Eventually, a set of developmental rules emerged from the totality of rules applied at different ages.

3.2 Spatial connection system

A large part of the earth's surface is covered by water, it is also present in the atmosphere, and even underground there are significant water resources, so inevitably water interacts with the built environment – from the smallest scale to the urban scale [3]. By exploring the relationship between architecture and water in spatial aspect and by defining types, parallels between the morphology of water and the built environment can be discovered (e.g., Venice – Amsterdam, Budapest – Vienna) (Fig. 3).

Fig. 3.
Fig. 3.

Water cities: Amsterdam and Venice (Source: photo by G. Heckenast)

Citation: Pollack Periodica 16, 1; 10.1556/606.2020.00131

As a result, an overview of spatial relationships is outlined: water surface volume versus architectural scale; trough examination of spatial formulas from the urban scale to the living space.

3.3 Relative systems

Examining the relationship between the built environment and water from a human perspective: what environmental psychological, sociological, and cultural anthropological aspects and regularities influence the formation of the built environment in the presence of water [8].

Is water a measure of well-being? How does water influence the quality of architectural space? What aspects can be used to create a healthy-living space.

3.4 Architecture – water – technology relationship

Recognizing the laws that are essential to ensure our existence how has water become manageable in the built environment over time? How did the scientific approach in construction take over from the instinctive construction methods? Why is technology becoming indispensable in architecture, particularly when the presence of water increases?
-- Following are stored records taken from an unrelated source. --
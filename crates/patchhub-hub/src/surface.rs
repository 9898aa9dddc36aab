//! Caller-facing request handling.
//!
//! Every request is checked against the install capability before anything
//! else happens, and every outcome is a tagged [`Response`].

use std::fmt;
use std::sync::Arc;

use serde::{Deserialize, Serialize};
use serde_json::{Value, json};

use crate::artifact::ArtifactKind;
use crate::error::{HubError, HubResult};
use crate::hub::Hub;
use crate::ports::CapabilityCheck;

/// A search request.
#[derive(Debug, Clone, PartialEq, Eq, Serialize, Deserialize)]
pub struct SearchRequest {
    /// Caller identity, used for access control and rate limiting.
    pub identity: String,
    /// Search term.
    pub term: String,
    /// Kind to search for.
    #[serde(default)]
    pub kind: ArtifactKind,
}

/// An install request.
#[derive(Debug, Clone, PartialEq, Eq, Serialize, Deserialize)]
pub struct InstallRequest {
    /// Caller identity, used for access control and rate limiting.
    pub identity: String,
    /// Archive download URL.
    pub url: String,
    /// Artifact identifier; also the install folder name.
    pub identifier: String,
    /// Kind to install as.
    #[serde(default)]
    pub kind: ArtifactKind,
}

/// Tagged outcome returned to callers.
#[derive(Debug, Clone, PartialEq, Serialize, Deserialize)]
pub struct Response {
    /// Whether the operation succeeded.
    pub success: bool,
    /// The result on success, `{code, message}` on failure.
    pub data: Value,
}

impl Response {
    /// A successful response.
    #[must_use]
    pub fn ok(data: Value) -> Self {
        Self {
            success: true,
            data,
        }
    }

    /// A failed response.
    #[must_use]
    pub fn error(err: &HubError) -> Self {
        Self {
            success: false,
            data: json!({ "code": err.code(), "message": err.to_string() }),
        }
    }

    /// Error code on failure.
    #[must_use]
    pub fn code(&self) -> Option<&str> {
        if self.success {
            return None;
        }
        self.data.get("code").and_then(Value::as_str)
    }
}

impl<T: Serialize> From<HubResult<T>> for Response {
    fn from(result: HubResult<T>) -> Self {
        match result.and_then(|value| {
            serde_json::to_value(value)
                .map_err(|e| HubError::UnexpectedSchema(format!("failed to encode result: {e}")))
        }) {
            Ok(value) => Self::ok(value),
            Err(err) => Self::error(&err),
        }
    }
}

/// Capability-checked front for a [`Hub`].
pub struct HubService {
    hub: Arc<Hub>,
    access: Arc<dyn CapabilityCheck>,
}

impl fmt::Debug for HubService {
    fn fmt(&self, f: &mut fmt::Formatter<'_>) -> fmt::Result {
        f.debug_struct("HubService")
            .field("hub", &self.hub)
            .finish_non_exhaustive()
    }
}

impl HubService {
    /// Wrap a hub with an access policy.
    #[must_use]
    pub fn new(hub: Arc<Hub>, access: Arc<dyn CapabilityCheck>) -> Self {
        Self { hub, access }
    }

    /// The wrapped hub.
    #[must_use]
    pub fn hub(&self) -> &Arc<Hub> {
        &self.hub
    }

    fn authorize(&self, identity: &str) -> HubResult<()> {
        if self.access.caller_can_install(identity) {
            Ok(())
        } else {
            Err(HubError::PermissionDenied)
        }
    }

    /// Handle a search request.
    pub async fn search(&self, request: SearchRequest) -> Response {
        let result = async {
            self.authorize(&request.identity)?;
            let payload = self
                .hub
                .search(&request.identity, &request.term, request.kind)
                .await?;
            serde_json::from_str::<Value>(&payload)
                .map_err(|e| HubError::UnexpectedSchema(format!("cached payload is invalid: {e}")))
        }
        .await;
        Response::from(result)
    }

    /// Handle an install request.
    pub async fn install(&self, request: InstallRequest) -> Response {
        let result = async {
            self.authorize(&request.identity)?;
            self.hub
                .install(
                    &request.identity,
                    &request.url,
                    &request.identifier,
                    request.kind,
                )
                .await
        }
        .await;
        Response::from(result)
    }
}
This peculiar history of technological development [9] reveals the emergence of different techniques, and new ways and directions have become available in architecture – transforming the architectural language as well. For example, the BMW Olympic Pavilion waterfall facade – as a living facade, or indirectly the green wall or algae facades, where water is a prerequisite.

3.5 Architecture – water – art relationship

Water as a means of expression in architecture: Water not only fulfills a need, it can also add meaning or creates a spatial illusion. Buildings and gardens form an integral whole, in which case water can serve as a conceptual bridge to the arts.

In the built environment, the artistic intention expressed in water interacts with several artistic disciplines (e.g., painting, sculpture, photography, film, etc.) [5], which abstract the water, thus adding new value to the architectural space.

3.6 Architectural design methods and water connection

The different answers to the basic water (nature) – architecture – human relationship question resulted in different architectural attitudes and mental tendencies [10, 11].

Different mentalities and trends of the time presented different architectural answers for each design task. By analyzing these rule-based responses, the relationship between architectural theory and water will be become more visible as design patterns.

For example, how did modern architecture relate to natural (Frank Lloyd Wright – Fallingwater House [12]) and artificial (Ludwig Mies van der Rohe – Barcelona pavilion [12]) water surfaces?

Water appears in architecture not only in its physical quality but also as a space-organizing principle (fluid spaces), as an abstract architectural element imitated water (e.g. wavy metal facade-installation by Ned Kahn [6]).

The relationship to water in architecture is a complex issue: how the role of water in architecture is transformed and how architecture has responded through different ages and geographical locations.

In the history of mankind, the presence of water has always played a key role – in addition to the basic subsistence need – in economical, commercial, cultural and military terms. Architecture responded to these needs with a complex set of requirements and criteria.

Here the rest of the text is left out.